Lululemon’s ill-timed Mirror acquisition is now almost worthless
- by hexaa
It’s becoming clear that Lululemon (LULU) burned roughly $500 million in shareholder capital via the ill-timed purchase of the connected-fitness platform Mirror.
Buried in Lululemon’s late Tuesday earnings release — which was solid overall and drove shares higher as of Wednesday morning — was a $442.7 million post-tax impairment charge in the fourth quarter related to the Mirror business, which was meant to rival Peloton.
“The overall at-home fitness space remains challenged,” Lululemon CFO Meghan Frank said on the earnings call in explaining the impairment. “Mirror hardware sales during the holiday season came below expectations.”
Frank added the business is a “very small portion” of management’s five-year plan. After factoring in Lululemon’s write-down in Q4 of 2022, the business has now almost been completely written off.
CEO Calvin McDonald, who has helmed Lululemon for nearly five years (and joined Disney’s board in 2021), signed off on the purchase of Mirror for $500 million in June 2020 at a point in the COVID-19 pandemic when valuations for at-home fitness equipment like Pelotons and Tonals were skyrocketing.
As the waning pandemic led to a cooling of the home fitness market, Lululemon unsuccessfully attempted to integrate the Mirror acquisition operationally, culturally, and from a sales perspective. Mirror Founder Brynn Putnam stepped down as CEO in September 2021.

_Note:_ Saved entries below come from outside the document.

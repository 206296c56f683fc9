// Copyright 2025 the Dragndrop Authors
// SPDX-License-Identifier: Apache-2.0 OR MIT

//! Toolbox and board construction.
//!
//! Both regions are split into `size` rows of `size` drop anchors, each
//! holding one piece. The toolbox starts with every piece, shuffled; the board
//! starts empty. The puzzle is complete when board anchor `i` (document
//! order) holds piece `i`.

use dragndrop::markers::{ANCHOR_EXCLUSIVE, DRAGGABLE, DROP_ANCHOR};
use dragndrop_scene::{ElementId, LocalElement, Scene};
use kurbo::{Point, Size};
use rand::Rng;
use rand::seq::SliceRandom;

use crate::config::Region;
use crate::pieces::{PieceStyle, piece_styles};
use crate::size::PuzzleSize;

/// The two puzzle regions of a scene and the pieces currently in play.
#[derive(Clone, Debug)]
pub struct Board {
    toolbox: ElementId,
    board: ElementId,
    picture: String,
    size: Option<PuzzleSize>,
    pieces: Vec<(ElementId, PieceStyle)>,
}

impl Board {
    /// Add empty toolbox and board regions to `scene`.
    pub fn new(scene: &mut Scene, toolbox: Region, board: Region) -> Self {
        let region = |r: Region| LocalElement::sized(r.rect().size()).at(r.rect().origin());
        let toolbox = scene.insert(None, region(toolbox));
        let board = scene.insert(None, region(board));
        Self {
            toolbox,
            board,
            picture: String::new(),
            size: None,
            pieces: Vec::new(),
        }
    }

    /// Toolbox region element.
    pub fn toolbox(&self) -> ElementId {
        self.toolbox
    }

    /// Board region element.
    pub fn board(&self) -> ElementId {
        self.board
    }

    /// Picture of the current round; empty before the first [`Board::reset`].
    pub fn picture(&self) -> &str {
        &self.picture
    }

    /// Size of the current round.
    pub fn size(&self) -> Option<PuzzleSize> {
        self.size
    }

    /// Pieces in play with their styles, by piece index.
    pub fn pieces(&self) -> &[(ElementId, PieceStyle)] {
        &self.pieces
    }

    /// Piece index of a scene element.
    pub fn piece_index(&self, element: ElementId) -> Option<usize> {
        self.pieces
            .iter()
            .find(|(id, _)| *id == element)
            .map(|(_, style)| style.index)
    }

    /// Inline style of the reference picture shown next to the board.
    pub fn reference_css(&self) -> String {
        format!(
            "background-image: url(\"{}\"); background-size: 100% 100%; \
             background-repeat: no-repeat;",
            self.picture
        )
    }

    /// Clear both regions and lay out a fresh round of `picture` cut in `size`.
    ///
    /// The caller must rerun the binder's setup afterwards so new pieces and
    /// anchors get bound and removed ones released.
    pub fn reset<R: Rng + ?Sized>(
        &mut self,
        scene: &mut Scene,
        picture: &str,
        size: PuzzleSize,
        rng: &mut R,
    ) {
        scene.remove_children(self.toolbox);
        scene.remove_children(self.board);

        let slots = add_drop_anchors(scene, self.toolbox, size);
        add_drop_anchors(scene, self.board, size);

        let mut styles = piece_styles(picture, size);
        styles.shuffle(rng);
        self.pieces.clear();
        for (slot, style) in slots.into_iter().zip(styles) {
            let cell = scene.local(slot).map(|l| l.size).unwrap_or(Size::ZERO);
            let piece = scene.insert(
                Some(slot),
                LocalElement::sized(cell).with_classes([
                    DRAGGABLE.to_owned(),
                    ANCHOR_EXCLUSIVE.to_owned(),
                    style.class(),
                ]),
            );
            self.pieces.push((piece, style));
        }
        self.pieces.sort_by_key(|(_, style)| style.index);
        self.picture = picture.to_owned();
        self.size = Some(size);
    }

    /// Drop anchors of the board region, in document order.
    pub fn board_anchors(&self, scene: &Scene) -> Vec<ElementId> {
        anchors_in(scene, self.board)
    }

    /// Drop anchors of the toolbox region, in document order.
    pub fn toolbox_anchors(&self, scene: &Scene) -> Vec<ElementId> {
        anchors_in(scene, self.toolbox)
    }

    /// Whether every board anchor holds its own piece first.
    ///
    /// A board without anchors is never complete.
    pub fn is_complete(&self, scene: &Scene) -> bool {
        let anchors = self.board_anchors(scene);
        !anchors.is_empty()
            && anchors.iter().enumerate().all(|(i, &anchor)| {
                scene
                    .children(anchor)
                    .first()
                    .is_some_and(|&child| scene.has_class(child, &format!("piece-{i}")))
            })
    }
}

fn anchors_in(scene: &Scene, region: ElementId) -> Vec<ElementId> {
    scene
        .subtree(region)
        .into_iter()
        .filter(|&id| scene.has_class(id, DROP_ANCHOR))
        .collect()
}

/// Fill `region` with `size` rows of `size` anchors. Returns the anchors in order.
fn add_drop_anchors(scene: &mut Scene, region: ElementId, size: PuzzleSize) -> Vec<ElementId> {
    let area = scene.local(region).map(|l| l.size).unwrap_or(Size::ZERO);
    let n = f64::from(size.get());
    let cell = Size::new(area.width / n, area.height / n);
    let mut anchors = Vec::with_capacity(size.piece_count());
    for row in 0..size.get() {
        let row_el = scene.insert(
            Some(region),
            LocalElement::sized(Size::new(area.width, cell.height))
                .at(Point::new(0.0, cell.height * f64::from(row))),
        );
        for col in 0..size.get() {
            anchors.push(
                scene.insert(
                    Some(row_el),
                    LocalElement::sized(cell)
                        .at(Point::new(cell.width * f64::from(col), 0.0))
                        .with_classes([DROP_ANCHOR]),
                ),
            );
        }
    }
    anchors
}

#[cfg(test)]
mod tests {
    use super::*;
    use rand::SeedableRng;
    use rand::rngs::SmallRng;

    fn region(x: f64) -> Region {
        Region {
            x,
            y: 0.0,
            width: 300.0,
            height: 300.0,
        }
    }

    fn setup(n: u32, seed: u64) -> (Scene, Board) {
        let mut scene = Scene::new();
        let mut board = Board::new(&mut scene, region(0.0), region(400.0));
        let mut rng = SmallRng::seed_from_u64(seed);
        board.reset(&mut scene, "media/roses.jpg", PuzzleSize::new(n).unwrap(), &mut rng);
        (scene, board)
    }

    /// Move every piece onto its own board slot.
    fn solve(scene: &mut Scene, board: &Board) {
        let slots = board.board_anchors(scene);
        for (piece, style) in board.pieces() {
            scene.reparent(*piece, Some(slots[style.index]));
        }
    }

    #[test]
    fn regions_get_rows_of_anchors() {
        let (scene, board) = setup(3, 1);
        assert_eq!(scene.child_count(board.toolbox()), 3);
        assert_eq!(scene.child_count(board.board()), 3);
        let slots = board.board_anchors(&scene);
        assert_eq!(slots.len(), 9);
        // Slot 5 is row 1, column 2: 100×100 cells, board at x = 400.
        assert_eq!(
            scene.bounding_rect(slots[5]),
            Some(kurbo::Rect::new(600.0, 100.0, 700.0, 200.0))
        );
        assert!(slots.iter().all(|&s| scene.child_count(s) == 0));
    }

    #[test]
    fn toolbox_holds_every_piece_once() {
        let (scene, board) = setup(4, 7);
        let toolbox = board.toolbox_anchors(&scene);
        assert_eq!(toolbox.len(), 16);
        assert!(toolbox.iter().all(|&s| scene.child_count(s) == 1));
        let mut indices: Vec<_> = toolbox
            .iter()
            .map(|&s| board.piece_index(scene.children(s)[0]).unwrap())
            .collect();
        indices.sort_unstable();
        assert_eq!(indices, (0..16).collect::<Vec<_>>());
        let (piece, _) = board.pieces()[0];
        assert!(scene.has_class(piece, DRAGGABLE));
        assert!(scene.has_class(piece, ANCHOR_EXCLUSIVE));
        assert!(scene.has_class(piece, "piece-0"));
    }

    #[test]
    fn same_seed_same_shuffle() {
        let order = |seed| {
            let (scene, board) = setup(3, seed);
            board
                .toolbox_anchors(&scene)
                .iter()
                .map(|&s| board.piece_index(scene.children(s)[0]).unwrap())
                .collect::<Vec<_>>()
        };
        assert_eq!(order(42), order(42));
    }

    #[test]
    fn completeness() {
        let (mut scene, board) = setup(2, 3);
        assert!(!board.is_complete(&scene));
        solve(&mut scene, &board);
        assert!(board.is_complete(&scene));

        // Swap two pieces: no longer complete.
        let slots = board.board_anchors(&scene);
        let (p0, _) = board.pieces()[0];
        let (p1, _) = board.pieces()[1];
        scene.reparent(p0, Some(slots[1]));
        scene.reparent(p1, Some(slots[0]));
        assert!(!board.is_complete(&scene));
    }

    #[test]
    fn reset_replaces_everything() {
        let (mut scene, mut board) = setup(2, 3);
        let old: Vec<_> = board.pieces().iter().map(|(id, _)| *id).collect();
        let mut rng = SmallRng::seed_from_u64(9);
        board.reset(&mut scene, "media/futura.jpg", PuzzleSize::new(3).unwrap(), &mut rng);
        assert!(old.iter().all(|&id| !scene.is_alive(id)));
        assert_eq!(board.pieces().len(), 9);
        assert_eq!(board.picture(), "media/futura.jpg");
        assert_eq!(board.board_anchors(&scene).len(), 9);
        assert!(board.reference_css().contains("media/futura.jpg"));
    }

    #[test]
    fn empty_board_is_not_complete() {
        let mut scene = Scene::new();
        let board = Board::new(&mut scene, region(0.0), region(400.0));
        assert!(!board.is_complete(&scene));
        assert_eq!(board.size(), None);
    }
}
// Copyright 2025 the Dragndrop Authors
// SPDX-License-Identifier: Apache-2.0 OR MIT

//! Puzzle sizes and the difficulty menu.

use crate::error::GameError;

/// Number of pieces per side of a square puzzle.
#[derive(Copy, Clone, Debug, PartialEq, Eq, Hash)]
pub struct PuzzleSize(u32);

impl PuzzleSize {
    /// Smallest playable size. Piece backgrounds are spread over `size - 1` steps.
    pub const MIN: u32 = 2;
    /// Largest playable size.
    pub const MAX: u32 = 32;

    /// Validate a size.
    pub fn new(pieces_per_side: u32) -> Result<Self, GameError> {
        if !(Self::MIN..=Self::MAX).contains(&pieces_per_side) {
            return Err(GameError::InvalidPuzzleSize {
                got: pieces_per_side,
            });
        }
        Ok(Self(pieces_per_side))
    }

    /// Pieces per side.
    pub fn get(self) -> u32 {
        self.0
    }

    /// Pieces per side as an index bound.
    pub fn side(self) -> usize {
        self.0 as usize
    }

    /// Total number of pieces.
    pub fn piece_count(self) -> usize {
        self.side() * self.side()
    }
}

/// A choice from the difficulty menu.
#[derive(Clone, Debug, PartialEq, Eq)]
pub enum Difficulty<'a> {
    /// One of the configured presets, by menu position.
    Preset(usize),
    /// The free-form field, as typed.
    Custom(&'a str),
}

impl Difficulty<'_> {
    /// Resolve the choice against the configured presets.
    pub fn resolve(&self, presets: &[u32]) -> Result<PuzzleSize, GameError> {
        match *self {
            Self::Preset(i) => {
                let n = presets.get(i).ok_or(GameError::UnknownPreset(i))?;
                PuzzleSize::new(*n)
            }
            Self::Custom(text) => {
                let n = text
                    .trim()
                    .parse::<u32>()
                    .map_err(|_| GameError::InvalidCustomDifficulty(text.to_owned()))?;
                PuzzleSize::new(n)
            }
        }
    }
}

#[cfg(test)]
mod tests {
    use super::*;

    #[test]
    fn sizes_below_two_are_rejected() {
        assert_eq!(
            PuzzleSize::new(1),
            Err(GameError::InvalidPuzzleSize { got: 1 })
        );
        assert_eq!(
            PuzzleSize::new(0),
            Err(GameError::InvalidPuzzleSize { got: 0 })
        );
        assert_eq!(PuzzleSize::new(4).map(PuzzleSize::piece_count), Ok(16));
    }

    #[test]
    fn sizes_above_max_are_rejected() {
        assert_eq!(
            PuzzleSize::new(PuzzleSize::MAX).map(PuzzleSize::piece_count),
            Ok(1024)
        );
        assert_eq!(
            PuzzleSize::new(33),
            Err(GameError::InvalidPuzzleSize { got: 33 })
        );
        assert_eq!(
            Difficulty::Custom("100000").resolve(&[3, 4, 5]),
            Err(GameError::InvalidPuzzleSize { got: 100_000 })
        );
    }

    #[test]
    fn presets_resolve_by_position() {
        let presets = [3, 4, 5];
        assert_eq!(Difficulty::Preset(1).resolve(&presets), PuzzleSize::new(4));
        assert_eq!(
            Difficulty::Preset(3).resolve(&presets),
            Err(GameError::UnknownPreset(3))
        );
    }

    #[test]
    fn custom_input_is_parsed() {
        let presets = [3, 4, 5];
        assert_eq!(Difficulty::Custom(" 7 ").resolve(&presets), PuzzleSize::new(7));
        assert_eq!(
            Difficulty::Custom("seven").resolve(&presets),
            Err(GameError::InvalidCustomDifficulty("seven".into()))
        );
        assert_eq!(
            Difficulty::Custom("1").resolve(&presets),
            Err(GameError::InvalidPuzzleSize { got: 1 })
        );
    }
}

The athleisure company, which also deals with consumer backlash on the platform’s lackluster user experience compared to slicker experiences such as Peloton and Tonal, tried offering discounts on the hardware. In mid-2022, Lululemon said Mirror would be included in a new all-access pass for $39 a month. For the package, dubbed Lululemon Studio, Mirror users would be rolled into a subscription that also includes workout content from Rumble, Y7, Pure Barre, and DogPound.
Now Lululemon says it’s considering a future of no longer producing the Mirror hardware, pretty much negating the very reason behind spending $500 million on the company.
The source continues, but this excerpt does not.